Liebe Freund_innen und Genoss_innen
Nach dem Sturz von Assad schreibt Cenî, das kurdische Frauenbüro für den Frieden: «Für viele Syrer:innen, die unter dem seit über 50 Jahren bestehenden Baath-Regime gefoltert wurden und fliehen mussten, und auch für viele Kurd:innen aus Rojava/Nordsyrien, die unter dem Regime Unterdrückung und staatliche Gewalt erlebten, ist das ein Grund zu feiern. Doch die Freude über Assads Niedergang darf nicht die gefährliche Situation überschatten, die im Zuge der Machtübernahme verschiedener islamistischer Milizen entsteht. Auch regionale Mächte wie die Türkei oder Israel versuchen nun mehr denn je, von dieser Chaoslage zu profitieren. Die Lage ist unübersichtlich und nicht ausserhalb der Machtinteressen verschiedener staatlicher und nicht-staatlicher Akteure zu verstehen, die dort seit Beginn des Bürgerkriegs 2011 operieren.» Deshalb ordnet das Cenî die Geschehnisse in ein Dossier ein (Stand 10.12.24): https://ceni-frauen.org/erklaerungen/dossier-einordnung-der-entwicklungen-in-syrien/
Das Cenî analysiert es sehr zutreffend: Der Sturz Assads ist eine grossartige Nachricht, aber gleichzeitig gibt es viele Gründe zur Sorge, da Rojava bzw. die ganze autonome Region Nordostsyrien akut bedroht ist. Deshalb ist jetzt einmal mehr unsere Solidarität dringend notwendig. Genauso wie 2014, als die YPG und YPJ die Stadt Kobanê gegen den IS verteidigt haben und eine riesige Welle der Solidarität weltweit sie unterstützt hat.

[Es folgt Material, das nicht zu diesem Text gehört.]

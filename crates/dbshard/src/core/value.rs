//! SQL values, rows and parameterized statements exchanged with drivers.

use std::collections::BTreeMap;
use std::sync::Arc;

use chrono::{DateTime, NaiveDate, Utc};
use uuid::Uuid;

/// SQL value enum for type-safe row handling.
#[derive(Debug, Clone, PartialEq)]
pub enum SqlValue {
    /// NULL of any type.
    Null,

    /// Boolean value.
    Bool(bool),

    /// 64-bit signed integer (covers smallint/int/bigint).
    I64(i64),

    /// 64-bit floating point.
    F64(f64),

    /// Text/string data.
    Text(String),

    /// Binary data.
    Bytes(Vec<u8>),

    /// UUID/GUID value.
    Uuid(Uuid),

    /// Timestamp normalized to UTC.
    Timestamp(DateTime<Utc>),

    /// Date without time component.
    Date(NaiveDate),
}

impl SqlValue {
    /// Check if this value is NULL.
    #[must_use]
    pub fn is_null(&self) -> bool {
        matches!(self, SqlValue::Null)
    }

    /// Short type name for diagnostics.
    pub fn type_name(&self) -> &'static str {
        match self {
            SqlValue::Null => "null",
            SqlValue::Bool(_) => "bool",
            SqlValue::I64(_) => "i64",
            SqlValue::F64(_) => "f64",
            SqlValue::Text(_) => "text",
            SqlValue::Bytes(_) => "bytes",
            SqlValue::Uuid(_) => "uuid",
            SqlValue::Timestamp(_) => "timestamp",
            SqlValue::Date(_) => "date",
        }
    }

    pub fn as_str(&self) -> Option<&str> {
        match self {
            SqlValue::Text(v) => Some(v),
            _ => None,
        }
    }

    pub fn as_i64(&self) -> Option<i64> {
        match self {
            SqlValue::I64(v) => Some(*v),
            _ => None,
        }
    }

    pub fn as_timestamp(&self) -> Option<DateTime<Utc>> {
        match self {
            SqlValue::Timestamp(v) => Some(*v),
            _ => None,
        }
    }
}

impl From<bool> for SqlValue {
    fn from(v: bool) -> Self {
        SqlValue::Bool(v)
    }
}

impl From<i32> for SqlValue {
    fn from(v: i32) -> Self {
        SqlValue::I64(v as i64)
    }
}

impl From<i64> for SqlValue {
    fn from(v: i64) -> Self {
        SqlValue::I64(v)
    }
}

impl From<f64> for SqlValue {
    fn from(v: f64) -> Self {
        SqlValue::F64(v)
    }
}

impl From<&str> for SqlValue {
    fn from(v: &str) -> Self {
        SqlValue::Text(v.to_string())
    }
}

impl From<String> for SqlValue {
    fn from(v: String) -> Self {
        SqlValue::Text(v)
    }
}

impl From<Vec<u8>> for SqlValue {
    fn from(v: Vec<u8>) -> Self {
        SqlValue::Bytes(v)
    }
}

impl From<Uuid> for SqlValue {
    fn from(v: Uuid) -> Self {
        SqlValue::Uuid(v)
    }
}

impl From<DateTime<Utc>> for SqlValue {
    fn from(v: DateTime<Utc>) -> Self {
        SqlValue::Timestamp(v)
    }
}

impl From<NaiveDate> for SqlValue {
    fn from(v: NaiveDate) -> Self {
        SqlValue::Date(v)
    }
}

impl<T: Into<SqlValue>> From<Option<T>> for SqlValue {
    fn from(v: Option<T>) -> Self {
        v.map(Into::into).unwrap_or(SqlValue::Null)
    }
}

/// A result row: shared column names plus one value per column.
#[derive(Debug, Clone, PartialEq)]
pub struct Row {
    columns: Arc<[String]>,
    values: Vec<SqlValue>,
}

impl Row {
    pub fn new(columns: Arc<[String]>, values: Vec<SqlValue>) -> Self {
        debug_assert_eq!(columns.len(), values.len());
        Self { columns, values }
    }

    /// Build a row from `(column, value)` pairs.
    pub fn from_pairs<I, K, V>(pairs: I) -> Self
    where
        I: IntoIterator<Item = (K, V)>,
        K: Into<String>,
        V: Into<SqlValue>,
    {
        let (columns, values): (Vec<String>, Vec<SqlValue>) = pairs
            .into_iter()
            .map(|(k, v)| (k.into(), v.into()))
            .unzip();
        Self {
            columns: columns.into(),
            values,
        }
    }

    pub fn columns(&self) -> &[String] {
        &self.columns
    }

    pub fn values(&self) -> &[SqlValue] {
        &self.values
    }

    pub fn into_values(self) -> Vec<SqlValue> {
        self.values
    }

    pub fn len(&self) -> usize {
        self.values.len()
    }

    pub fn is_empty(&self) -> bool {
        self.values.is_empty()
    }

    /// Value by column name (case-insensitive).
    pub fn get(&self, column: &str) -> Option<&SqlValue> {
        self.columns
            .iter()
            .position(|c| c.eq_ignore_ascii_case(column))
            .map(|i| &self.values[i])
    }

    pub fn get_index(&self, index: usize) -> Option<&SqlValue> {
        self.values.get(index)
    }
}

/// A parameterized query or command. SQL text is dialect-specific and
/// supplied by the caller.
#[derive(Debug, Clone, PartialEq)]
pub struct Statement {
    pub sql: String,
    pub params: Vec<SqlValue>,
}

impl Statement {
    pub fn new(sql: impl Into<String>) -> Self {
        Self {
            sql: sql.into(),
            params: Vec::new(),
        }
    }

    /// Append a positional parameter.
    pub fn bind(mut self, value: impl Into<SqlValue>) -> Self {
        self.params.push(value.into());
        self
    }
}

impl From<&str> for Statement {
    fn from(sql: &str) -> Self {
        Statement::new(sql)
    }
}

impl From<String> for Statement {
    fn from(sql: String) -> Self {
        Statement::new(sql)
    }
}

/// A row keyed by column name, as written to reference tables.
#[derive(Debug, Clone, PartialEq, Default)]
pub struct ReferenceRow(BTreeMap<String, SqlValue>);

impl ReferenceRow {
    pub fn new() -> Self {
        Self::default()
    }

    /// Builder-style setter.
    pub fn with(mut self, column: impl Into<String>, value: impl Into<SqlValue>) -> Self {
        self.set(column, value);
        self
    }

    pub fn set(&mut self, column: impl Into<String>, value: impl Into<SqlValue>) {
        self.0.insert(column.into(), value.into());
    }

    pub fn get(&self, column: &str) -> Option<&SqlValue> {
        self.0.get(column)
    }

    /// Column names in sorted order.
    pub fn columns(&self) -> impl Iterator<Item = &str> {
        self.0.keys().map(String::as_str)
    }

    pub fn iter(&self) -> impl Iterator<Item = (&str, &SqlValue)> {
        self.0.iter().map(|(k, v)| (k.as_str(), v))
    }

    pub fn len(&self) -> usize {
        self.0.len()
    }

    pub fn is_empty(&self) -> bool {
        self.0.is_empty()
    }
}

impl From<&Row> for ReferenceRow {
    fn from(row: &Row) -> Self {
        Self(
            row.columns()
                .iter()
                .cloned()
                .zip(row.values().iter().cloned())
                .collect(),
        )
    }
}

Heute, 10 Jahre nach der Schlacht um Kobane, wissen wir um ein Jahrzehnt der Solidarität, geprägt von Austausch und gegenseitiger Unterstützung, um ein Jahrzehnt, an dessen Ende der Kampf der Kurd:innen für eine freie Gesellschaft zu den historischen Kämpfen unserer Zeit gehört, ein Kampf, der weltweit Schule macht und Vorbild ist. (Siehe auch den Aufruf zur Demo vom 1.11.24: Aufruf)
Um die aktuelle Situation zu verstehen, müssen wir auch den historischen Kontext und die verschiedenen Akteur:innen verstehen. Genau das wollen wir bei Veranstaltung morgen machen: «Ein kurdischer Blick auf die Geschichte, Gegenwart und Zukunft des Nahen Ostens».
Angesichts der neusten Entwicklungen verschiebt sich der Fokus der Veranstaltung. Nichtsdestotroz bleiben wir bei einem politisch-historischen Blick auf den Nahen Osten: Die Gegenwart und Zukunft lässt sich nicht losgelöst von der Geschichte der Region verstehen. Diese ist geprägt von einem kolonialistischen Erbe, das seit Beginn des 20. Jahrhunderts künstliche Staatsgrenzen zog, Völker spaltete und ihrer Rechte beraubte. Eines jener Völker sind die Kurd:innen. Seit Jahrzehnten kämpft die kurdische Freiheitsbewegung gegen Unterdrückung und für gesellschaftliche Gleichberechtigung, wie sie in Rojava oder den freien kurdischen Bergen sichtbar wird. Trotz widriger Bedingungen bleibt die Bewegung prinzipientreu und flexibel zugleich. Am 14.12. laden wir einen Genossen des Kurdischen Nationalkongress (KNK) ein, um über die Interessen und Handlungen der Grossmächte – wie die Türkei, die USA, Russland, Israel oder der Iran – zu sprechen, über den Charakter der verschiedenen Kräfte vor Ort und über gemeinsame Perspektiven der Befreiung und des Kampfes.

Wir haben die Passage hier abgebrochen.